__Exercise prompt__: Please find the lines in the entries below that contain the word "failed", and copy each one.

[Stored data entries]

-=-=-=-=-

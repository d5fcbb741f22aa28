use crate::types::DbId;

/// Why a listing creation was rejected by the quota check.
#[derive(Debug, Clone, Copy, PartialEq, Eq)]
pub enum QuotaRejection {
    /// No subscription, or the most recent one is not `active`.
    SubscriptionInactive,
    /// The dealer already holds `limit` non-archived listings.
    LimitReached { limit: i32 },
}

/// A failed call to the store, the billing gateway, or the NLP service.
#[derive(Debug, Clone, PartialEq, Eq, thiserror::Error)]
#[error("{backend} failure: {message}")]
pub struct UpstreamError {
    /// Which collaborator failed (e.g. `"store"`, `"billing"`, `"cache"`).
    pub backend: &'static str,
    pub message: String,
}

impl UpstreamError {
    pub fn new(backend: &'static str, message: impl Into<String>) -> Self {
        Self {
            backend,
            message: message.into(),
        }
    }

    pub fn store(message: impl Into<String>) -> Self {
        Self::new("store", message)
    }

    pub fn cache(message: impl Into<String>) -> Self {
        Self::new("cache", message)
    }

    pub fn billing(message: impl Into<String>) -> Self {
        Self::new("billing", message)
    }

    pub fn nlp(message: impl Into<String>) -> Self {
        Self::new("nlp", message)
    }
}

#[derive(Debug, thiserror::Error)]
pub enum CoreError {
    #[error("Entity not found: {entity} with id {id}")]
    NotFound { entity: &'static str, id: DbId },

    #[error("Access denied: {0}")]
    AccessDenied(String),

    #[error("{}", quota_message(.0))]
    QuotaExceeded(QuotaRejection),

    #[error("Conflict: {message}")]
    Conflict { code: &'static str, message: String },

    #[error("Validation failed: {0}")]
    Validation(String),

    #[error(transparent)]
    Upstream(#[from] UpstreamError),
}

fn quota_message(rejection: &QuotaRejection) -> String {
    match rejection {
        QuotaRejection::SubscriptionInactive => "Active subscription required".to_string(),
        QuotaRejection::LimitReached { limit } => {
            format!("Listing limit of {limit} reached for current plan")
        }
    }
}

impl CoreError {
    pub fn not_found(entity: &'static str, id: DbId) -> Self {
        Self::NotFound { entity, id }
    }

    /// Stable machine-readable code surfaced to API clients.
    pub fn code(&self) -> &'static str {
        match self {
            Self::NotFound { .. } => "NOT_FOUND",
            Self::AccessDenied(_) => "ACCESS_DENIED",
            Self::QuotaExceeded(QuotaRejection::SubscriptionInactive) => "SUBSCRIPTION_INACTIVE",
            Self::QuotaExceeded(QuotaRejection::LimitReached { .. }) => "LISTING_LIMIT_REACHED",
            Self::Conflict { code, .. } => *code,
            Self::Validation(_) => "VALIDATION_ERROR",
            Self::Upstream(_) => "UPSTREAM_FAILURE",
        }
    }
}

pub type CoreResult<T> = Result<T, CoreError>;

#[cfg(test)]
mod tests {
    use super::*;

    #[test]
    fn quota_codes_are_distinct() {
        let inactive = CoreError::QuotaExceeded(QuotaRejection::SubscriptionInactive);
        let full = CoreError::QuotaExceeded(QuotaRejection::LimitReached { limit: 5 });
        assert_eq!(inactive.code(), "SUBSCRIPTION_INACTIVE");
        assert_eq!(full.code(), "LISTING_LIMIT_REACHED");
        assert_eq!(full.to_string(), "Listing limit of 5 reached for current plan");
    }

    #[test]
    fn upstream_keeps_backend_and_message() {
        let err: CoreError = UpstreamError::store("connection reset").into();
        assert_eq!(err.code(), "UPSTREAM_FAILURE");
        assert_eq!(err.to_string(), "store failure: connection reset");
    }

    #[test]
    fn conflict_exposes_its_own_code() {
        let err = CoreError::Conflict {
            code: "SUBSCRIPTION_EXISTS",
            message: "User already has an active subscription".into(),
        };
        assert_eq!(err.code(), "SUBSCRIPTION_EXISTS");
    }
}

-=-=-=-=-

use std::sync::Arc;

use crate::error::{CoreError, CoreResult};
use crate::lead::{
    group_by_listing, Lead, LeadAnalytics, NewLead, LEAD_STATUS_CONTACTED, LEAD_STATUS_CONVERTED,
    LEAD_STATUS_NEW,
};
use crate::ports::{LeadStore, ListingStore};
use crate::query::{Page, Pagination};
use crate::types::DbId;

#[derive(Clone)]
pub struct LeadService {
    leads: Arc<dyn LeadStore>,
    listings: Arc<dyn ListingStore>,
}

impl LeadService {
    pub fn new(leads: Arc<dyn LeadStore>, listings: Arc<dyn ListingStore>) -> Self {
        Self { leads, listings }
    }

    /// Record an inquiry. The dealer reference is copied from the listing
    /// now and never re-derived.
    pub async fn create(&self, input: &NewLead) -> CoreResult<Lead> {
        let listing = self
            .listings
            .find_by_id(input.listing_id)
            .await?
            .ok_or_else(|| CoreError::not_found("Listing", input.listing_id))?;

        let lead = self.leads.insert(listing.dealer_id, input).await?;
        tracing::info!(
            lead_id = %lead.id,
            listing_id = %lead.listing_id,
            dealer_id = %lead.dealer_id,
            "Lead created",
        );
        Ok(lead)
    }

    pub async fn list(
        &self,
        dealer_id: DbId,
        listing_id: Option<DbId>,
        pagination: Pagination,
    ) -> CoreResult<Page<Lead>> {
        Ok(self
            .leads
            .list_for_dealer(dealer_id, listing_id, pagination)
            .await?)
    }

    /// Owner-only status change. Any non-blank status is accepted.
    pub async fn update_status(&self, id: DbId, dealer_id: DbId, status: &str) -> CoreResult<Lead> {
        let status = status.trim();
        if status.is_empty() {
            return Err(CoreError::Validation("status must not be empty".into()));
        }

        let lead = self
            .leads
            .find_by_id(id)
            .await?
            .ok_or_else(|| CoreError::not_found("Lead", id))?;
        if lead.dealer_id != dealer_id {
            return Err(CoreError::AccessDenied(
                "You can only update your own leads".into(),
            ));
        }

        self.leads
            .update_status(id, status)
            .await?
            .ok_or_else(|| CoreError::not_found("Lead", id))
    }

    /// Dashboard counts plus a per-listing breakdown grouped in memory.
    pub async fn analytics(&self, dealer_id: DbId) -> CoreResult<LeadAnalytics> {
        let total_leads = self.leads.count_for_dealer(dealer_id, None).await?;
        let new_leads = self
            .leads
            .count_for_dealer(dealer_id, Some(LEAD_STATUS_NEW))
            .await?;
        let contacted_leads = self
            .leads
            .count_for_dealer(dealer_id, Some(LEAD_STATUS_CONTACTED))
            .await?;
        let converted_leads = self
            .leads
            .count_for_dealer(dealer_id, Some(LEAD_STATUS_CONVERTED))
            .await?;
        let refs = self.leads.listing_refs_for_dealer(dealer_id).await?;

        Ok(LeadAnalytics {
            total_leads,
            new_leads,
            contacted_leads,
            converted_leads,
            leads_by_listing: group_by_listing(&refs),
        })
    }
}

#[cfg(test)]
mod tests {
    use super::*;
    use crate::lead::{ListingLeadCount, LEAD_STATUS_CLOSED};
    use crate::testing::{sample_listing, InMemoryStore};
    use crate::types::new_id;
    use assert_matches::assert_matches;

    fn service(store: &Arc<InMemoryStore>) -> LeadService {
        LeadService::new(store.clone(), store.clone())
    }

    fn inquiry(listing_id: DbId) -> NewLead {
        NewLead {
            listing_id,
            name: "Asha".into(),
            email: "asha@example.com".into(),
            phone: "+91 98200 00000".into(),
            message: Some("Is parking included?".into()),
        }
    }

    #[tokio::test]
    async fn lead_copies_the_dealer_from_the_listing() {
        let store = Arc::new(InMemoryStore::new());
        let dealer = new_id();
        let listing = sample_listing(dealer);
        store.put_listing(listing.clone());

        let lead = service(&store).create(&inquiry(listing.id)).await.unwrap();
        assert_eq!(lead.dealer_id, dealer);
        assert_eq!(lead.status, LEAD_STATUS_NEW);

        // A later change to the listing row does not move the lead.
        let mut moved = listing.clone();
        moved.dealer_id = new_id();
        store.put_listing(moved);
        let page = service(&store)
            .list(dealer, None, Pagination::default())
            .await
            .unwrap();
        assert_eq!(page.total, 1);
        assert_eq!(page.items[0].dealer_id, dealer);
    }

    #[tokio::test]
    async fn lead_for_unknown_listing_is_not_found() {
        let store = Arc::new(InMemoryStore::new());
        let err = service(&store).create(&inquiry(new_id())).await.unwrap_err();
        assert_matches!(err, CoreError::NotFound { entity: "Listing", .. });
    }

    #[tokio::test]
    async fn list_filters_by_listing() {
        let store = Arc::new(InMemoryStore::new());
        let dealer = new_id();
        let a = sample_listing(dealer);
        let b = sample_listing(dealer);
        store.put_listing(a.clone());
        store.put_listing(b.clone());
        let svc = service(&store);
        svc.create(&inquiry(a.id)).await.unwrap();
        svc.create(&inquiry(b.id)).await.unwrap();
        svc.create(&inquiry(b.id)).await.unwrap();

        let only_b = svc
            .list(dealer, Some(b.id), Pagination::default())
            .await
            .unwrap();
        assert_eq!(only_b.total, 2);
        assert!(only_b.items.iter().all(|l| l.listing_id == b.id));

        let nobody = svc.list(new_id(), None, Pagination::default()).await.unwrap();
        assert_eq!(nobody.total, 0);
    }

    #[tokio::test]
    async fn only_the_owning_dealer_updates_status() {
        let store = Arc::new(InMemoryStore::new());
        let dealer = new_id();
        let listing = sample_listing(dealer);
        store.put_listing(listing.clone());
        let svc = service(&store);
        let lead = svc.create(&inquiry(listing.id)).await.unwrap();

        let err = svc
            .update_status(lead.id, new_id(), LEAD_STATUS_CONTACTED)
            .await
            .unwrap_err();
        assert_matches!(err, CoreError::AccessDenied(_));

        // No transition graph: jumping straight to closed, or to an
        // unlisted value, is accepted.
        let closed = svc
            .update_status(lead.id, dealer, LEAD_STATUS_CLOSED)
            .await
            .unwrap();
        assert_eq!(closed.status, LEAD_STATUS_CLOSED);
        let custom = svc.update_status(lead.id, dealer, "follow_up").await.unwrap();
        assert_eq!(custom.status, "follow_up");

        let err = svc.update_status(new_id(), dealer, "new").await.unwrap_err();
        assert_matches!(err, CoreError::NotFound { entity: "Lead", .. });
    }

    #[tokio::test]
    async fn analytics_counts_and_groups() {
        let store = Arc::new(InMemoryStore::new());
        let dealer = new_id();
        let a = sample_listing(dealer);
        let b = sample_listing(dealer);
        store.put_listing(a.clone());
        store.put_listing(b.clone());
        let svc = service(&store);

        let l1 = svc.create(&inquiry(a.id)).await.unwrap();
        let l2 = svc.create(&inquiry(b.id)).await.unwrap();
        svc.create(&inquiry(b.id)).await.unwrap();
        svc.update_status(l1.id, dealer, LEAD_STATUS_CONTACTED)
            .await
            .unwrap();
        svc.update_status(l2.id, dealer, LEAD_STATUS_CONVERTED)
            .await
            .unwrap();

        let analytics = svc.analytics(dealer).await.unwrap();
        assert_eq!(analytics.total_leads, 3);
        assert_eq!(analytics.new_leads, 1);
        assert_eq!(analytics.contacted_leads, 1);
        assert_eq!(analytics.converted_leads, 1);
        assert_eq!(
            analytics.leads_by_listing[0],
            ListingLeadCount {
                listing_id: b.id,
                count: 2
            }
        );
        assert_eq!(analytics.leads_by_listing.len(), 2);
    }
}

-=-=-=-=-

__Reply to the exercise__:
/// A failed call to the store, the billing gateway, or the NLP service.
    /// Which collaborator failed (e.g. `"store"`, `"billing"`, `"cache"`).
    #[error("Validation failed: {0}")]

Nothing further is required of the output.